There are both federal and state laws that govern the creation of franchises, and it can be an expensive endeavor, particularly if you do this by accident, because you may be required to “give all the money back”, could be hit with treble damages, and also some pretty significant fines and penalties.

I decided to put together this brief article because I have had a series of clients show up recently with their “certification” program already in progress or structured, and upon review of their draft / proposed documentation, can see that what they have actually created is an illegal franchise.

It’s challenging in these circumstances to tell a client “Do not pass go!!” – but that is my job.

And so this is also a reminder to get legal support with structuring your certification program before you create and launch it! You do not want to launch only to find out that you are breaking all the rules and that you may have to unwind some things to prevent even further risk to your business or damage to your future opportunities. (For example, if you actually decide to franchise at some point, and you have already done it illegally, you could face some major obstacles).

“It does not matter whether you call it licensing, a distributorship, a certification program, a sales representative program, a training program, a joint venture, or even an independent contractor scenario – if you have it structured wrong and you meet the definition of a franchise, you have created an illegal franchise.”

– Heather Pearce Campbell

Of course, this brief article does not cover everything you would need to know, but is a basic outline of some primary considerations as you move forward in this area. 

1. The Upside of Certification Programs for Consultants

As a business owner or consultant, one of the most effective ways to scale your business and broaden your reach is through certification programs. These programs can allow you to train others in your proven systems or methods, creating a ripple effect of expertise. By leveraging your intellectual property in this manner, you not only grow your brand’s visibility and reputation, but you also open new streams of income. It can position you as a thought leader in your industry, create brand ambassadors who are certified in your methodologies, and extend the impact of your work beyond your immediate client circle.

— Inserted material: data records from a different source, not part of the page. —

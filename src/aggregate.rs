// src/aggregate.rs

use anyhow::Result;
use rayon::prelude::*;
use std::collections::HashMap;
use tracing::{debug, info, instrument};

use crate::{
    config::Config,
    error::EtlError,
    normalize::normalize,
    snapshot,
    table::{Column, ColumnData, Table},
};

/// Prepend a text column named `tag` holding `file` on every row.
pub fn tag_source(table: &mut Table, tag: &str, file: &str) -> Result<()> {
    let rows = table.num_rows();
    table.insert_column(
        0,
        Column::new(tag, ColumnData::Text(vec![Some(file.to_string()); rows])),
    )
}

/// Stack tables by column name. The first table fixes the column order and
/// every other table must carry exactly the same set of names.
pub fn concat(tables: Vec<(String, Table)>) -> Result<Table> {
    let mut iter = tables.into_iter();
    let Some((_, first)) = iter.next() else {
        return Err(EtlError::NoInputs.into());
    };

    let names: Vec<String> = first.column_names().iter().map(|s| s.to_string()).collect();
    let mut acc: Vec<Option<ColumnData>> =
        first.into_columns().into_iter().map(|c| Some(c.data)).collect();

    for (file, table) in iter {
        let mut parts: HashMap<String, ColumnData> = table
            .into_columns()
            .into_iter()
            .map(|c| (c.name, c.data))
            .collect();

        let missing: Vec<String> = names
            .iter()
            .filter(|n| !parts.contains_key(n.as_str()))
            .cloned()
            .collect();
        let mut unexpected: Vec<String> = parts
            .keys()
            .filter(|k| !names.contains(*k))
            .cloned()
            .collect();
        if !missing.is_empty() || !unexpected.is_empty() {
            unexpected.sort();
            return Err(EtlError::SchemaMismatch {
                file,
                missing,
                unexpected,
            }
            .into());
        }

        for (slot, name) in acc.iter_mut().zip(&names) {
            if let (Some(have), Some(part)) = (slot.take(), parts.remove(name)) {
                *slot = Some(have.append(part));
            }
        }
    }

    Table::new(
        names
            .into_iter()
            .zip(acc)
            .filter_map(|(name, data)| data.map(|d| Column::new(name, d)))
            .collect(),
    )
}

/// Tag, normalize and concatenate per-file tables, then snapshot the result.
#[instrument(level = "info", skip(inputs, cfg), fields(files = inputs.len()))]
pub fn aggregate(inputs: Vec<(String, Table)>, cfg: &Config) -> Result<Table> {
    let policy = cfg.policy();

    let prepared = inputs
        .into_par_iter()
        .map(|(file, mut table)| {
            tag_source(&mut table, &cfg.source_tag, &file)?;
            debug!(file = %file, columns = table.num_columns(), "column length check");
            let table = normalize(table, &policy)?;
            Ok((file, table))
        })
        .collect::<Result<Vec<_>>>()?;

    info!(tables = prepared.len(), "concat all tables");
    let total = concat(prepared)?;
    info!(
        rows = total.num_rows(),
        columns = total.num_columns(),
        "unified table"
    );

    if cfg.snapshot.enabled {
        snapshot::write(&total, &cfg.snapshot.dir, cfg.snapshot.shard_rows)?;
    }

    Ok(total)
}
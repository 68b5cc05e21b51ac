// src/normalize.rs

use anyhow::Result;
use tracing::{debug, info, trace};

use crate::{
    config::{ColumnPolicy, ColumnType},
    error::EtlError,
    table::{Column, ColumnData, Table, Value},
};

/// Coerce every column to its policy type, filling nulls so nothing reaches
/// the insert path empty: numeric nulls become `0.0`, text nulls `""`.
/// Text cells are trimmed first. Normalizing twice is a no-op.
pub fn normalize(table: Table, policy: &ColumnPolicy) -> Result<Table> {
    let columns = table
        .into_columns()
        .into_iter()
        .map(|column| {
            let target = policy.type_of(&column.name);
            info!(column = %column.name, from = column.data.kind(), to = ?target, "prepare column conversion");
            normalize_column(column, target)
        })
        .collect::<Result<Vec<_>>>()?;
    Table::new(columns)
}

/// Normalize a single column to `target`.
pub fn normalize_column(column: Column, target: ColumnType) -> Result<Column> {
    let Column { name, data } = column;
    let data = trim_text(data);
    let data = match target {
        ColumnType::Float64 => ColumnData::Float64(to_float64(&name, data)?),
        ColumnType::Text => ColumnData::Text(to_text(data)),
    };
    debug!(column = %name, "per column {} data type saved", data.kind());
    Ok(Column { name, data })
}

fn trim_text(data: ColumnData) -> ColumnData {
    match data {
        ColumnData::Text(v) => ColumnData::Text(
            v.into_iter()
                .map(|c| c.map(trim_owned))
                .collect(),
        ),
        ColumnData::Mixed(v) => ColumnData::Mixed(
            v.into_iter()
                .map(|c| match c {
                    Value::Text(s) => Value::Text(trim_owned(s)),
                    other => other,
                })
                .collect(),
        ),
        other => other,
    }
}

fn trim_owned(s: String) -> String {
    let trimmed = s.trim();
    if trimmed.len() == s.len() {
        s
    } else {
        trimmed.to_string()
    }
}

fn to_float64(name: &str, data: ColumnData) -> Result<Vec<Option<f64>>> {
    let filled = data.null_count();
    let out = match data {
        ColumnData::Float64(v) => v
            .into_iter()
            .map(|c| Some(c.filter(|f| !f.is_nan()).unwrap_or(0.0)))
            .collect(),
        ColumnData::Int64(v) => v
            .into_iter()
            .map(|c| Some(c.map_or(0.0, |i| i as f64)))
            .collect(),
        ColumnData::Text(v) => v
            .into_iter()
            .enumerate()
            .map(|(row, c)| parse_float(name, row, c.as_deref().unwrap_or("")).map(Some))
            .collect::<Result<Vec<_>>>()?,
        ColumnData::Mixed(v) => v
            .into_iter()
            .enumerate()
            .map(|(row, c)| {
                Ok(Some(match c {
                    Value::Null => 0.0,
                    Value::Int(i) => i as f64,
                    Value::Float(f) if f.is_nan() => 0.0,
                    Value::Float(f) => f,
                    Value::Bool(b) => f64::from(u8::from(b)),
                    Value::Text(s) => parse_float(name, row, &s)?,
                }))
            })
            .collect::<Result<Vec<_>>>()?,
    };
    if filled > 0 {
        trace!(column = %name, filled, "filled nulls with 0");
    }
    Ok(out)
}

/// Empty strings count as missing.
fn parse_float(column: &str, row: usize, s: &str) -> Result<f64> {
    if s.is_empty() {
        return Ok(0.0);
    }
    match s.parse::<f64>() {
        Ok(f) if f.is_nan() => Ok(0.0),
        Ok(f) => Ok(f),
        Err(_) => Err(EtlError::Coercion {
            column: column.to_string(),
            row,
            value: s.to_string(),
        }
        .into()),
    }
}

/// An integer column with gaps is widened to float before it is rendered,
/// so `[42, null]` becomes `["42.0", ""]`.
fn to_text(data: ColumnData) -> Vec<Option<String>> {
    let text = |v: Value| -> String {
        if v.is_null() {
            String::new()
        } else {
            v.to_string()
        }
    };
    match data {
        ColumnData::Text(v) => v.into_iter().map(|c| Some(c.unwrap_or_default())).collect(),
        ColumnData::Int64(v) if v.iter().any(Option::is_none) => v
            .into_iter()
            .map(|c| Some(c.map_or_else(String::new, |i| format!("{:?}", i as f64))))
            .collect(),
        other => other.into_values().into_iter().map(|v| Some(text(v))).collect(),
    }
}

#[cfg(test)]
mod tests {
    use super::*;

    fn policy() -> ColumnPolicy {
        ColumnPolicy::new(["col_A", "col_B", "col_C"])
    }

    fn sample() -> Table {
        Table::new(vec![
            Column::new(
                "col_A",
                ColumnData::Mixed(vec![
                    Value::Float(1.5),
                    Value::Null,
                    Value::Text("3".into()),
                ]),
            ),
            Column::new("col_B", ColumnData::Int64(vec![Some(7), None, Some(-2)])),
            Column::new(
                "Name",
                ColumnData::Text(vec![Some("  ann ".into()), None, Some("bo\t".into())]),
            ),
        ])
        .unwrap()
    }

    #[test]
    fn mixed_numeric_column_becomes_float64() -> Result<()> {
        let t = normalize(sample(), &policy())?;
        assert_eq!(
            t.column("col_A").unwrap().data,
            ColumnData::Float64(vec![Some(1.5), Some(0.0), Some(3.0)])
        );
        assert_eq!(
            t.column("col_B").unwrap().data,
            ColumnData::Float64(vec![Some(7.0), Some(0.0), Some(-2.0)])
        );
        Ok(())
    }

    #[test]
    fn text_columns_are_trimmed_and_filled() -> Result<()> {
        let t = normalize(sample(), &policy())?;
        assert_eq!(
            t.column("Name").unwrap().data,
            ColumnData::Text(vec![Some("ann".into()), Some(String::new()), Some("bo".into())])
        );
        Ok(())
    }

    #[test]
    fn no_nulls_remain() -> Result<()> {
        let t = normalize(sample(), &policy())?;
        for c in t.columns() {
            assert_eq!(c.data.null_count(), 0, "column {}", c.name);
            assert!(matches!(c.data, ColumnData::Float64(_) | ColumnData::Text(_)));
        }
        Ok(())
    }

    #[test]
    fn normalizing_twice_is_identity() -> Result<()> {
        let once = normalize(sample(), &policy())?;
        let twice = normalize(once.clone(), &policy())?;
        assert_eq!(once, twice);
        Ok(())
    }

    #[test]
    fn blank_and_nan_become_zero() -> Result<()> {
        let t = Table::new(vec![
            Column::new(
                "col_C",
                ColumnData::Text(vec![Some("   ".into()), Some(" 2.5 ".into()), None]),
            ),
            Column::new(
                "col_A",
                ColumnData::Float64(vec![Some(f64::NAN), None, Some(1.0)]),
            ),
        ])?;
        let t = normalize(t, &policy())?;
        assert_eq!(
            t.column("col_C").unwrap().data,
            ColumnData::Float64(vec![Some(0.0), Some(2.5), Some(0.0)])
        );
        assert_eq!(
            t.column("col_A").unwrap().data,
            ColumnData::Float64(vec![Some(0.0), Some(0.0), Some(1.0)])
        );
        Ok(())
    }

    #[test]
    fn numbers_in_text_columns_are_stringified() -> Result<()> {
        let t = Table::new(vec![
            Column::new("code", ColumnData::Int64(vec![Some(42), None])),
            Column::new("ratio", ColumnData::Float64(vec![Some(1.0), Some(0.25)])),
        ])?;
        let t = normalize(t, &policy())?;
        assert_eq!(
            t.column("code").unwrap().data,
            ColumnData::Text(vec![Some("42.0".into()), Some(String::new())])
        );
        assert_eq!(
            t.column("ratio").unwrap().data,
            ColumnData::Text(vec![Some("1.0".into()), Some("0.25".into())])
        );
        Ok(())
    }

    #[test]
    fn complete_integer_columns_keep_integer_text() -> Result<()> {
        let t = Table::new(vec![Column::new(
            "code",
            ColumnData::Int64(vec![Some(42), Some(-7)]),
        )])?;
        let t = normalize(t, &policy())?;
        assert_eq!(
            t.column("code").unwrap().data,
            ColumnData::Text(vec![Some("42".into()), Some("-7".into())])
        );
        Ok(())
    }

    #[test]
    fn booleans_cast_to_numbers_or_words() -> Result<()> {
        let t = Table::new(vec![
            Column::new(
                "col_A",
                ColumnData::Mixed(vec![Value::Bool(true), Value::Float(2.0), Value::Bool(false)]),
            ),
            Column::new(
                "flag",
                ColumnData::Mixed(vec![Value::Bool(true), Value::Null, Value::Bool(false)]),
            ),
        ])?;
        let t = normalize(t, &policy())?;
        assert_eq!(
            t.column("col_A").unwrap().data,
            ColumnData::Float64(vec![Some(1.0), Some(2.0), Some(0.0)])
        );
        assert_eq!(
            t.column("flag").unwrap().data,
            ColumnData::Text(vec![Some("True".into()), Some(String::new()), Some("False".into())])
        );
        Ok(())
    }

    #[test]
    fn non_numeric_text_fails_coercion() {
        let t = Table::new(vec![Column::new(
            "col_A",
            ColumnData::Text(vec![Some("1".into()), Some("abc".into())]),
        )])
        .unwrap();
        let err = normalize(t, &policy()).unwrap_err();
        match err.downcast_ref::<EtlError>() {
            Some(EtlError::Coercion { column, row, value }) => {
                assert_eq!(column, "col_A");
                assert_eq!(*row, 1);
                assert_eq!(value, "abc");
            }
            other => panic!("unexpected error {:?}", other),
        }
    }

    #[test]
    fn empty_table_normalizes_to_empty() -> Result<()> {
        let t = Table::new(vec![
            Column::new("col_A", ColumnData::Float64(vec![])),
            Column::new("Name", ColumnData::Text(vec![])),
        ])?;
        let t = normalize(t, &policy())?;
        assert_eq!(t.num_rows(), 0);
        assert_eq!(t.column("col_A").unwrap().data, ColumnData::Float64(vec![]));
        Ok(())
    }
}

2. Certification versus Franchising: Understanding the Difference

While the benefits are promising, it’s crucial to tread with caution when implementing these programs, as it’s easy to slip into the territory of creating an unintentional franchise. At first glance, certification and franchising might seem similar, as both involve leveraging your intellectual property and systems. However, franchising involves providing significant assistance or control over the franchisee’s method of operation, along with the payment of a franchise fee. This model has stringent federal and state regulations that must be strictly adhered to, or else heavy penalties could be levied.

3. Compliance with Franchise Laws

If your certification program unintentionally fulfills the three conditions of a franchise – namely, the franchisee’s use of your trademark, payment of a fee, and your significant assistance or control over their method of operation – it can be legally deemed as a franchise. Thus, a careful evaluation and potential restructuring of your program might be required to ensure compliance with franchise laws. This may include reconsidering the level of control you have over the certified party’s operations, the kind of ongoing support you offer, and the nature and structure of the fees you charge.

4. A Balanced Approach to Certification Programs

To avoid potential legal complications, ensure that your certification program is designed as a means to educate and certify, not to control or manage the business operations of those being certified. Make sure the relationship between you and your certified participants is primarily an educational one, rather than a business partnership. Fees associated with your program should be clearly defined as payment for education, training, and certification, not a percentage of their revenue or profit.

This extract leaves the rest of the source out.